O&M: More debt restructuring going forward?
Bloomberg reports that some oil companies which have so far been spared from the wave of defaults in the oil industry are beginning to approach creditors to revise their credit terms, with three companies this month, namely Dyna-Mac, Ezra and Pacific Radiance, seeking to alter certain debt limits or profit targets, as contract delays weigh on earnings.
Analysts are guiding that should the oil markets continue to remain depress beyond 2016, we are likely to see more players attempting to restructure their bonds, with delivery deferrals and provisioning by yards impacting on cash flows.
The last year has seen the debt-to-equity ratio of Singapore listed oil companies rising to 73.1% from 68%, with average cash holdings down 43.1% to US$165m.
Analysts added that more than half of SGD bonds that has yields of above 10% are from the oil services industry.

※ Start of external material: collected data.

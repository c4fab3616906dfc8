//! Panel configuration loaded from `invoker.toml`.

use std::fmt;
use std::path::Path;

use serde::Deserialize;

/// Display options for the invoker panel.
///
/// All fields default to enabled, so a missing or partial config file keeps
/// the full panel behavior.
#[derive(Debug, Clone, PartialEq, Deserialize)]
pub struct PanelConfig {
    /// Show the value returned by the last invocation in the status line.
    #[serde(default = "enabled")]
    pub show_return_value: bool,
    /// Show full method signatures in entry headers instead of bare names.
    #[serde(default = "enabled")]
    pub show_signatures: bool,
    /// Log each invocation outcome via `log::info!`.
    #[serde(default = "enabled")]
    pub log_invocations: bool,
}

fn enabled() -> bool {
    true
}

impl Default for PanelConfig {
    fn default() -> Self {
        Self {
            show_return_value: true,
            show_signatures: true,
            log_invocations: true,
        }
    }
}

/// Errors that can occur while loading a panel config file.
#[derive(Debug)]
pub enum ConfigError {
    /// The file could not be read.
    Io(std::io::Error),
    /// The file is not valid TOML for [`PanelConfig`].
    Parse(toml::de::Error),
}

impl fmt::Display for ConfigError {
    fn fmt(&self, f: &mut fmt::Formatter<'_>) -> fmt::Result {
        match self {
            ConfigError::Io(err) => write!(f, "failed to read config: {err}"),
            ConfigError::Parse(err) => write!(f, "failed to parse config: {err}"),
        }
    }
}

impl std::error::Error for ConfigError {
    fn source(&self) -> Option<&(dyn std::error::Error + 'static)> {
        match self {
            ConfigError::Io(err) => Some(err),
            ConfigError::Parse(err) => Some(err),
        }
    }
}

impl From<std::io::Error> for ConfigError {
    fn from(err: std::io::Error) -> Self {
        ConfigError::Io(err)
    }
}

impl From<toml::de::Error> for ConfigError {
    fn from(err: toml::de::Error) -> Self {
        ConfigError::Parse(err)
    }
}

/// Load a panel config from a TOML file.
///
/// Callers typically fall back to [`PanelConfig::default`] on error.
pub fn load_config(path: &Path) -> Result<PanelConfig, ConfigError> {
    let content = std::fs::read_to_string(path)?;
    Ok(toml::from_str(&content)?)
}

#[cfg(test)]
mod tests {
    use super::*;

    #[test]
    fn defaults_are_enabled() {
        let config = PanelConfig::default();
        assert!(config.show_return_value);
        assert!(config.show_signatures);
        assert!(config.log_invocations);
    }

    #[test]
    fn partial_toml_fills_defaults() {
        let config: PanelConfig = toml::from_str("show_signatures = false").unwrap();
        assert!(!config.show_signatures);
        assert!(config.show_return_value);
        assert!(config.log_invocations);
    }

    #[test]
    fn empty_toml_is_default() {
        let config: PanelConfig = toml::from_str("").unwrap();
        assert_eq!(config, PanelConfig::default());
    }

    #[test]
    fn load_missing_file_is_io_error() {
        let err = load_config(Path::new("/nonexistent/invoker.toml")).unwrap_err();
        assert!(matches!(err, ConfigError::Io(_)));
    }
}
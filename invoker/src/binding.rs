//! Persisted invoker binding component.

use serde::{Deserialize, Serialize};

/// Inert data holder attached to a scene object to remember which component
/// and method the invoker panel last targeted.
///
/// Carries no behavior; it is serialized with the scene and the panel is
/// its only consumer.
#[derive(Debug, Clone, Default, PartialEq, Eq, Serialize, Deserialize)]
pub struct InvokerBinding {
    /// Name of the inspected component type.
    pub component: String,
    /// Name of the last selected method, empty when none was chosen.
    #[serde(default)]
    pub selected_method: String,
}
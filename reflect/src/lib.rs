//! # Bluebell Reflect
//!
//! Method-level reflection for Bluebell editor tooling.
//!
//! ## Core Types
//!
//! - [`ArgValue`] / [`ArgKind`] — tagged values over the supported argument
//!   kinds (text, int, float, bool, object handle)
//! - [`ObjectId`] — opaque nullable handle to an engine object
//! - [`MethodInfo`] / [`ParamInfo`] — per-method reflection metadata
//! - [`ReflectMethods`] — trait exposing a type's method table and a
//!   type-checked dynamic dispatch entry point
//! - [`MethodCatalog`] — discovery, name/signature queries, and invocation
//!
//! Use `#[reflect_methods]` on an inherent `impl` block to generate the
//! [`ReflectMethods`] implementation.

pub mod catalog;
pub mod method;
pub mod value;

pub use catalog::MethodCatalog;
pub use method::{MethodInfo, ParamInfo, ReflectMethods};
pub use reflect_macro::reflect_methods;
pub use value::{ArgKind, ArgValue, ObjectId};
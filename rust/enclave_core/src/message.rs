//! Typed task-lifecycle messages delivered over per-CPU channels.
//!
//! Every task-scoped message carries the task's `seqnum`, a per-task
//! monotonic barrier token. The agent records the seqnum of each message
//! it consumes and presents it back as `target_barrier` when committing a
//! run transaction; the enclave rejects commits against a stale view.
//!
//! `CpuTick` is CPU-scoped and carries no seqnum.

use crate::types::{BarrierToken, CpuId, TaskId};

#[derive(Debug, Clone, PartialEq, Eq)]
pub enum Message {
    /// A task entered the enclave. `runnable` tells the agent whether it
    /// wants a CPU right away or is still blocked.
    TaskNew {
        id: TaskId,
        seqnum: BarrierToken,
        runnable: bool,
    },
    /// A blocked task woke up.
    TaskRunnable { id: TaskId, seqnum: BarrierToken },
    /// A task left the enclave (still alive, no longer ours to schedule).
    TaskDeparted {
        id: TaskId,
        seqnum: BarrierToken,
        cpu: CpuId,
        from_switchto: bool,
    },
    /// A task exited.
    TaskDead { id: TaskId, seqnum: BarrierToken },
    /// A running task called yield.
    TaskYield {
        id: TaskId,
        seqnum: BarrierToken,
        cpu: CpuId,
        from_switchto: bool,
    },
    /// A running task blocked.
    TaskBlocked {
        id: TaskId,
        seqnum: BarrierToken,
        cpu: CpuId,
        from_switchto: bool,
    },
    /// A running task was preempted off its CPU.
    TaskPreempted {
        id: TaskId,
        seqnum: BarrierToken,
        cpu: CpuId,
        from_switchto: bool,
    },
    /// A running task handed its CPU directly to another task.
    TaskSwitchto { id: TaskId, seqnum: BarrierToken },
    /// Periodic timer tick on a busy CPU.
    CpuTick { cpu: CpuId },
}

impl Message {
    /// The task this message is about, if it is task-scoped.
    pub fn task(&self) -> Option<TaskId> {
        match *self {
            Message::TaskNew { id, .. }
            | Message::TaskRunnable { id, .. }
            | Message::TaskDeparted { id, .. }
            | Message::TaskDead { id, .. }
            | Message::TaskYield { id, .. }
            | Message::TaskBlocked { id, .. }
            | Message::TaskPreempted { id, .. }
            | Message::TaskSwitchto { id, .. } => Some(id),
            Message::CpuTick { .. } => None,
        }
    }

    /// The per-task seqnum, if task-scoped.
    pub fn seqnum(&self) -> Option<BarrierToken> {
        match *self {
            Message::TaskNew { seqnum, .. }
            | Message::TaskRunnable { seqnum, .. }
            | Message::TaskDeparted { seqnum, .. }
            | Message::TaskDead { seqnum, .. }
            | Message::TaskYield { seqnum, .. }
            | Message::TaskBlocked { seqnum, .. }
            | Message::TaskPreempted { seqnum, .. }
            | Message::TaskSwitchto { seqnum, .. } => Some(seqnum),
            Message::CpuTick { .. } => None,
        }
    }

    /// Short name for log lines.
    pub fn kind(&self) -> &'static str {
        match self {
            Message::TaskNew { .. } => "TaskNew",
            Message::TaskRunnable { .. } => "TaskRunnable",
            Message::TaskDeparted { .. } => "TaskDeparted",
            Message::TaskDead { .. } => "TaskDead",
            Message::TaskYield { .. } => "TaskYield",
            Message::TaskBlocked { .. } => "TaskBlocked",
            Message::TaskPreempted { .. } => "TaskPreempted",
            Message::TaskSwitchto { .. } => "TaskSwitchto",
            Message::CpuTick { .. } => "CpuTick",
        }
    }
}
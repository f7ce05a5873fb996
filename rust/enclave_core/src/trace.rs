//! Trace event recording for enclave runs.
//!
//! Every kernel-side scheduling action (task placed on a CPU, preempted,
//! blocked, woke, exited, CPU went idle) is recorded with a virtual
//! timestamp so tests and the CLI can reconstruct what happened.

use crate::types::{CpuId, TaskId, TimeNs};

/// A single trace event.
#[derive(Debug, Clone)]
pub struct TraceEvent {
    /// Virtual time in nanoseconds when this event occurred.
    pub time_ns: TimeNs,
    /// The CPU on which this event occurred.
    pub cpu: CpuId,
    /// The kind of event.
    pub kind: TraceKind,
}

/// The type of scheduling event recorded.
#[derive(Debug, Clone, PartialEq, Eq)]
pub enum TraceKind {
    /// A task was placed on this CPU (committed transaction or handoff).
    TaskScheduled { id: TaskId },
    /// A task was taken off this CPU involuntarily.
    TaskPreempted { id: TaskId },
    /// A task blocked on this CPU.
    TaskBlocked { id: TaskId },
    /// A task yielded on this CPU.
    TaskYielded { id: TaskId },
    /// A task woke up.
    TaskWoke { id: TaskId },
    /// A task exited.
    TaskDead { id: TaskId },
    /// A task left the enclave.
    TaskDeparted { id: TaskId },
    /// The CPU went idle with nothing to run.
    CpuIdle,
}

/// A complete run trace, events in chronological order.
#[derive(Debug, Clone, Default)]
pub struct Trace {
    events: Vec<TraceEvent>,
}

impl Trace {
    pub(crate) fn record(&mut self, time_ns: TimeNs, cpu: CpuId, kind: TraceKind) {
        self.events.push(TraceEvent { time_ns, cpu, kind });
    }

    /// All events in chronological order.
    pub fn events(&self) -> &[TraceEvent] {
        &self.events
    }

    /// Total on-CPU time (virtual ns) for a task: the sum of intervals
    /// between each `TaskScheduled` and the next off-CPU event for it.
    pub fn total_runtime(&self, id: TaskId) -> TimeNs {
        let mut total: TimeNs = 0;
        let mut running_since: Option<TimeNs> = None;

        for event in &self.events {
            match event.kind {
                TraceKind::TaskScheduled { id: t } if t == id => {
                    // A re-commit of the task already on the CPU does not
                    // restart the interval.
                    if running_since.is_none() {
                        running_since = Some(event.time_ns);
                    }
                }
                TraceKind::TaskPreempted { id: t }
                | TraceKind::TaskBlocked { id: t }
                | TraceKind::TaskYielded { id: t }
                | TraceKind::TaskDead { id: t }
                | TraceKind::TaskDeparted { id: t }
                    if t == id =>
                {
                    if let Some(start) = running_since.take() {
                        total += event.time_ns - start;
                    }
                }
                _ => {}
            }
        }

        total
    }

    /// Number of times a task was placed on a CPU.
    pub fn schedule_count(&self, id: TaskId) -> usize {
        self.events
            .iter()
            .filter(|e| matches!(e.kind, TraceKind::TaskScheduled { id: t } if t == id))
            .count()
    }

    /// Number of times a CPU went idle.
    pub fn idle_count(&self, cpu: CpuId) -> usize {
        self.events
            .iter()
            .filter(|e| e.cpu == cpu && matches!(e.kind, TraceKind::CpuIdle))
            .count()
    }

    /// Events of a given kind for a task, as (time, cpu) pairs.
    pub fn task_events(&self, id: TaskId) -> Vec<&TraceEvent> {
        self.events
            .iter()
            .filter(|e| {
                matches!(
                    e.kind,
                    TraceKind::TaskScheduled { id: t }
                    | TraceKind::TaskPreempted { id: t }
                    | TraceKind::TaskBlocked { id: t }
                    | TraceKind::TaskYielded { id: t }
                    | TraceKind::TaskWoke { id: t }
                    | TraceKind::TaskDead { id: t }
                    | TraceKind::TaskDeparted { id: t }
                        if t == id
                )
            })
            .collect()
    }

    /// Pretty-print the trace for debugging.
    pub fn dump(&self) {
        for event in &self.events {
            let desc = match event.kind {
                TraceKind::TaskScheduled { id } => format!("SCHED    {id}"),
                TraceKind::TaskPreempted { id } => format!("PREEMPT  {id}"),
                TraceKind::TaskBlocked { id } => format!("BLOCK    {id}"),
                TraceKind::TaskYielded { id } => format!("YIELD    {id}"),
                TraceKind::TaskWoke { id } => format!("WAKE     {id}"),
                TraceKind::TaskDead { id } => format!("DEAD     {id}"),
                TraceKind::TaskDeparted { id } => format!("DEPART   {id}"),
                TraceKind::CpuIdle => "IDLE".to_string(),
            };
            eprintln!("[{:>12} ns] {:<6} {}", event.time_ns, event.cpu.0, desc);
        }
    }
}

#[cfg(test)]
mod tests {
    use super::*;

    #[test]
    fn test_total_runtime_sums_intervals() {
        let mut trace = Trace::default();
        let t = TaskId(1);
        let c = CpuId(0);
        trace.record(0, c, TraceKind::TaskScheduled { id: t });
        trace.record(100, c, TraceKind::TaskPreempted { id: t });
        trace.record(200, c, TraceKind::TaskScheduled { id: t });
        trace.record(250, c, TraceKind::TaskBlocked { id: t });
        assert_eq!(trace.total_runtime(t), 150);
        assert_eq!(trace.schedule_count(t), 2);
    }

    #[test]
    fn test_recommit_does_not_restart_interval() {
        let mut trace = Trace::default();
        let t = TaskId(1);
        let c = CpuId(0);
        trace.record(0, c, TraceKind::TaskScheduled { id: t });
        trace.record(50, c, TraceKind::TaskScheduled { id: t });
        trace.record(100, c, TraceKind::TaskDead { id: t });
        assert_eq!(trace.total_runtime(t), 100);
    }
}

Maybank-KE opines that a turnaround in the O&M industry seems to be far off as even if oil prices recover from its current depressed levels, the industry will still need time to mend their balance sheets before resuming spending.
In light of the above, the house is cutting its industry FY15-17 earnings by 9-18%. Although valuations are depressed, it does not contend that investors should buy in now.
However, if investors are looking to gain some exposure on the industry, the house’s top buy remains Ezion (Buy; TP: $1.28) while its top sells include Sembcorp Marine (Sell; TP: $1.75), Nam Cheong (Sell; TP: $0.12), and Vard (Sell; TP: $0.22).
In terms of pair trades, the house recommends investors go long on Keppel Corp (Hold; TP:$7.70) and short Sembcorp Marine.